§ **WHAT THE EXERCISE ASKS**
Wherever the word "Serialize" shows up in the data, report the line it sits in.

§ **INPUT DATA**
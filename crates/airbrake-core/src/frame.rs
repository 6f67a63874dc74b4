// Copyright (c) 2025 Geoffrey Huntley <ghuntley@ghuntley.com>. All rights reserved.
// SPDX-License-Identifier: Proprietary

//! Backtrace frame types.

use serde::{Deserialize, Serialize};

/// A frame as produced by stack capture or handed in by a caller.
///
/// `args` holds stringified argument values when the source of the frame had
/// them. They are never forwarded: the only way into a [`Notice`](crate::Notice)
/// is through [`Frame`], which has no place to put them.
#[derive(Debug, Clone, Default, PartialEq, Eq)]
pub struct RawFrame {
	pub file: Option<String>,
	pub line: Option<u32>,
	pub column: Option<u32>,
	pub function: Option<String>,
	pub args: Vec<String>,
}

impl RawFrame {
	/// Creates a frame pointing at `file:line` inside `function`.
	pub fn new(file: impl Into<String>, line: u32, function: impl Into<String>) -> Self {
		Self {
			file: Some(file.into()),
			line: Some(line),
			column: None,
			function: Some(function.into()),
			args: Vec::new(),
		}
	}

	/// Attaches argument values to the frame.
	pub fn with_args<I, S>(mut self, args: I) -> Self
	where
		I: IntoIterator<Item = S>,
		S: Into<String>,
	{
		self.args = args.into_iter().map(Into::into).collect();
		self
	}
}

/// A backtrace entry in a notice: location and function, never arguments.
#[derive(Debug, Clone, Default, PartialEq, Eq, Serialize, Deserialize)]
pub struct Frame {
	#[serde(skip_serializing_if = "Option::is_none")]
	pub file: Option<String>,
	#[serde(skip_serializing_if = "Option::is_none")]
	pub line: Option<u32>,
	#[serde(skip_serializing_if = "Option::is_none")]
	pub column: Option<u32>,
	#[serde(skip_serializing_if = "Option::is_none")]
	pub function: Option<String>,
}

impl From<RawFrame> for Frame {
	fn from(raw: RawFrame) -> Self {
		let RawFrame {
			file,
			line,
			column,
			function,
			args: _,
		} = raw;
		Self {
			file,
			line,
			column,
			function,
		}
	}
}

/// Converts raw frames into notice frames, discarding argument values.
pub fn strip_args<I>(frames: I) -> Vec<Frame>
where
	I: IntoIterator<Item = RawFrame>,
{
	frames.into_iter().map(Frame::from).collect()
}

§ **RESPONSE TO THE TASK**
use serde::{Deserialize, Serialize};
#[derive(Debug, Clone, Default, PartialEq, Eq, Serialize, Deserialize)]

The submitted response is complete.